From 6df81f4854c2949b1e6d9ee8f32d3bfe08ab2474 Mon Sep 17 00:00:00 2001
From: Tobias Hargesheimer <tobias@ison.ws>
Date: Tue, 26 Nov 2024 21:19:36 +0100
Subject: [PATCH] mqtt

---
 ..._images-prometheus-mosquitto-exporter.yaml | 39 ++++++++++--------
 ...cker_images-prometheus-mqtt-transport.yaml | 41 ++++++++++---------
 ...theus-mosquitto-exporter.debian.Dockerfile | 14 ++++---
 prometheus-mqtt-transport.debian.Dockerfile   | 14 +++----
 4 files changed, 58 insertions(+), 50 deletions(-)

diff --git a/.github/workflows/build_docker_images-prometheus-mosquitto-exporter.yaml b/.github/workflows/build_docker_images-prometheus-mosquitto-exporter.yaml
index ebb1a1d..2415994 100644
--- a/.github/workflows/build_docker_images-prometheus-mosquitto-exporter.yaml
+++ b/.github/workflows/build_docker_images-prometheus-mosquitto-exporter.yaml
@@ -21,7 +21,7 @@ jobs:
     runs-on: ubuntu-latest
     steps:
       - name: Checkout
-        uses: actions/checkout@v2
+        uses: actions/checkout@v4
 
       - name: Shell-Script
         id: script
@@ -35,52 +35,54 @@ jobs:
           DOCKER_REPO=${{ secrets.DOCKER_USERNAME }}/${GITHUB_REPO_SHORT}
           REDHAT_QUAY_REPO=${{ secrets.REDHAT_QUAY_USERNAME }}/${GITHUB_REPO_SHORT}
           
-          # Set output parameters to github action.
-          echo ::set-output name=build_date::${BUILD_DATE}
-          echo ::set-output name=build_date_numeric::${BUILD_DATE_NUMERIC}
-          echo ::set-output name=commit_hash::${COMMIT_HASH}
-          echo ::set-output name=github_repo::${GITHUB_REPO}
-          echo ::set-output name=docker_repo::${DOCKER_REPO}
-          echo ::set-output name=redhat_quay_repo::${REDHAT_QUAY_REPO}
+          # Set output parameters to action.
+          echo "build_date=${BUILD_DATE}" >> "$GITHUB_OUTPUT"
+          echo "build_date_numeric=${BUILD_DATE_NUMERIC}" >> "$GITHUB_OUTPUT"
+          echo "commit_hash=${COMMIT_HASH}" >> "$GITHUB_OUTPUT"
+          echo "github_repo=${GITHUB_REPO}" >> "$GITHUB_OUTPUT"
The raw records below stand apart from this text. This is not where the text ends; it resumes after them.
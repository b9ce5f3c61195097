//! Simulates replicas of the APY estimation application and checks that they agree.
use std::{fs, io::IsTerminal as _, path::PathBuf};

use abci_tools::{Simulator, SimulatorConfig};
use anyhow::Context as _;
use clap::Parser;
use tracing::metadata::LevelFilter;
use tracing_subscriber::{prelude::*, Registry};
use vise_exporter::MetricsExporter;

/// Command-line application running a simulation.
#[derive(Debug, Parser)]
struct Args {
    /// Verify configuration instead of running the simulation.
    #[arg(long)]
    verify_config: bool,
    /// Path to a JSON file with the simulation configuration.
    #[arg(long, default_value = "simulator.json")]
    config_file: PathBuf,
    /// Number of replicas to simulate.
    #[arg(long, default_value_t = 4)]
    replicas: usize,
}

#[tokio::main]
async fn main() -> anyhow::Result<()> {
    let args: Args = Args::parse();
    tracing::trace!(?args, "Starting simulator");

    if !args.verify_config {
        // Create log file.
        fs::create_dir_all("logs/")?;
        let log_file = fs::File::create("logs/output.log")?;

        // Human-readable logs of level INFO or higher.
        let stdout_log = tracing_subscriber::fmt::layer()
            .pretty()
            .with_ansi(std::env::var("NO_COLOR").is_err() && std::io::stdout().is_terminal())
            .with_file(false)
            .with_line_number(false)
            .with_filter(LevelFilter::INFO);

        // Machine-readable logs of level DEBUG or higher.
        let file_log = tracing_subscriber::fmt::layer()
            .with_ansi(false)
            .with_writer(log_file)
            .with_filter(LevelFilter::DEBUG);

        let subscriber = Registry::default().with(stdout_log).with(file_log);
        tracing::subscriber::set_global_default(subscriber)
            .context("set_global_default()")?;
    }

    tracing::debug!("Loading config file.");
    let cfg = SimulatorConfig::read(&args.config_file).context("SimulatorConfig::read()")?;

    if args.verify_config {
        tracing::info!("Configuration verified.");
        return Ok(());
    }

    if let Some(addr) = cfg.metrics_server_addr {
        tokio::spawn(async move {
            if let Err(err) = MetricsExporter::default().start(addr).await {
                tracing::warn!("metrics exporter stopped: {err}");
            }
        });
    }

    let simulator = Simulator::new(cfg, args.replicas).context("Simulator::new()")?;
    let report = tokio::task::spawn_blocking(move || simulator.run())
        .await
        .context("simulator panicked")?
        .context("simulation failed")?;
    tracing::info!(
        rounds = report.rounds,
        timeouts = report.timeouts,
        periods = report.periods,
        elapsed = ?report.elapsed,
        "Replicas agree."
    );
    Ok(())
}
//! Metrics for the driver.

use std::time::Duration;

use abci_engine::PayloadError;
use vise::{
    Buckets, Counter, EncodeLabelSet, EncodeLabelValue, Family, Gauge, Histogram, Metrics, Unit,
};

/// Reason for rejecting a payload.
#[derive(Debug, Clone, Copy, PartialEq, Eq, Hash, EncodeLabelValue)]
#[metrics(rename_all = "snake_case")]
pub(crate) enum RejectionReason {
    InvalidPayload,
    MalformedPayload,
    NotAParticipant,
    SenderNotAllowed,
    DuplicateSender,
}

impl From<&PayloadError> for RejectionReason {
    fn from(err: &PayloadError) -> Self {
        match err {
            PayloadError::InvalidPayload { .. } => Self::InvalidPayload,
            PayloadError::MalformedPayload { .. } => Self::MalformedPayload,
            PayloadError::NotAParticipant { .. } => Self::NotAParticipant,
            PayloadError::SenderNotAllowed { .. } => Self::SenderNotAllowed,
            PayloadError::DuplicateSender { .. } => Self::DuplicateSender,
        }
    }
}

/// Labels for rejected payloads.
#[derive(Debug, Clone, Copy, PartialEq, Eq, Hash, EncodeLabelSet)]
pub(crate) struct RejectionLabels {
    pub(crate) reason: RejectionReason,
}

/// Labels for round transitions.
#[derive(Debug, Clone, PartialEq, Eq, Hash, EncodeLabelSet)]
pub(crate) struct TransitionLabels {
    /// Round the transition leaves.
    pub(crate) round: String,
    /// Event triggering the transition.
    pub(crate) event: String,
}

/// Metrics defined by the driver.
#[derive(Debug, Metrics)]
#[metrics(prefix = "abci_driver")]
pub(crate) struct DriverMetrics {
    /// Number of round transitions.
    pub(crate) round_transitions: Family<TransitionLabels, Counter>,
    /// Number of transitions forced by a timeout.
    pub(crate) round_timeouts: Counter,
    /// Number of payloads rejected by the active round.
    pub(crate) rejected_payloads: Family<RejectionLabels, Counter>,
    /// Number of the current period.
    pub(crate) period_count: Gauge<u64>,
    /// Time spent in a round, from its activation until the transition out of it.
    #[metrics(unit = Unit::Seconds, buckets = Buckets::LATENCIES)]
    pub(crate) round_latency: Histogram<Duration>,
}

/// Global instance of [`DriverMetrics`].
#[vise::register]
pub(crate) static METRICS: vise::Global<DriverMetrics> = vise::Global::new();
+          echo "docker_repo=${DOCKER_REPO}" >> "$GITHUB_OUTPUT"
+          echo "redhat_quay_repo=${REDHAT_QUAY_REPO}" >> "$GITHUB_OUTPUT"
 
           # prometheus-mosquitto-exporter
-          PROMETHEUS_MOSQUITTO_EXPORTER="1.1.4"
-          echo ::set-output name=prometheus_mosquitto_exporter::${PROMETHEUS_MOSQUITTO_EXPORTER}
+          #PROMETHEUS_MQTT_TRANSPORT_VERSION=$(git ls-remote --tags "https://git.ypbind.de/repository/prometheus-mosquitto-exporter.git" | awk -F/ '{print $NF}' | grep -E '^[0-9]+\.[0-9]+\.[0-9]+$' | sort -V | tail -n1)
+          #PROMETHEUS_MQTT_TRANSPORT_VERSION=$(curl -s "https://git.ypbind.de/cgit/prometheus-mosquitto-exporter/refs/" | grep -oE '/tag/\?h=[0-9]+\.[0-9]+\.[0-9]+' | sed -E 's|.*/tag/\?h=([0-9]+\.[0-9]+\.[0-9]+)|\1|' | sort -V | tail -n1)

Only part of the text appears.